**Records supplied**.
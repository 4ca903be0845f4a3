//! Session middleware configuration.
//!
//! Sessions are held in memory on the server. The cookie carries only a
//! signed session ID; tokens for the hosted backend never leave the server.

use secrecy::ExposeSecret;
use tower_sessions::cookie::Key;
use tower_sessions::service::SignedCookie;
use tower_sessions::{Expiry, MemoryStore, SessionManagerLayer};

use crate::config::WebConfig;

/// Session cookie name.
pub const SESSION_COOKIE_NAME: &str = "gainsy_session";

/// Session expiry time in seconds (7 days).
const SESSION_EXPIRY_SECONDS: i64 = 7 * 24 * 60 * 60;

/// Bytes of key material the cookie signer needs.
const KEY_LEN: usize = 64;

/// Session layer type used by the router.
pub type WebSessionLayer = SessionManagerLayer<MemoryStore, SignedCookie>;

/// Create the session layer backed by an in-memory store.
#[must_use]
pub fn create_session_layer(config: &WebConfig) -> WebSessionLayer {
    SessionManagerLayer::new(MemoryStore::default())
        .with_name(SESSION_COOKIE_NAME)
        .with_expiry(Expiry::OnInactivity(
            tower_sessions::cookie::time::Duration::seconds(SESSION_EXPIRY_SECONDS),
        ))
        .with_secure(config.is_secure())
        .with_same_site(tower_sessions::cookie::SameSite::Lax)
        .with_http_only(true)
        .with_path("/")
        .with_signed(signing_key(config.session_secret.expose_secret()))
}

/// Stretch the configured secret to the signer's key length.
///
/// The secret is validated to at least 32 high-entropy characters at startup.
fn signing_key(secret: &str) -> Key {
    let material: Vec<u8> = secret.bytes().cycle().take(KEY_LEN).collect();
    Key::from(&material)
}

#[cfg(test)]
mod tests {
    use super::*;

    #[test]
    fn test_signing_key_is_deterministic() {
        let a = signing_key("aB3$xY9!mK2@nL5#pQ7&rT0*uW4^zC6%");
        let b = signing_key("aB3$xY9!mK2@nL5#pQ7&rT0*uW4^zC6%");
        assert_eq!(a.master(), b.master());
        assert_eq!(a.master().len(), KEY_LEN);
    }
}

**Task requirements**.
What are the lines above, starting at the one with "carries only a" and ending at the one with "use crate::config::WebConfig;"? Give them again exactly, and only them.

**Task solution**.
//! Sessions are held in memory on the server. The cookie carries only a
//! signed session ID; tokens for the hosted backend never leave the server.

use secrecy::ExposeSecret;
use tower_sessions::cookie::Key;
use tower_sessions::service::SignedCookie;
use tower_sessions::{Expiry, MemoryStore, SessionManagerLayer};

use crate::config::WebConfig;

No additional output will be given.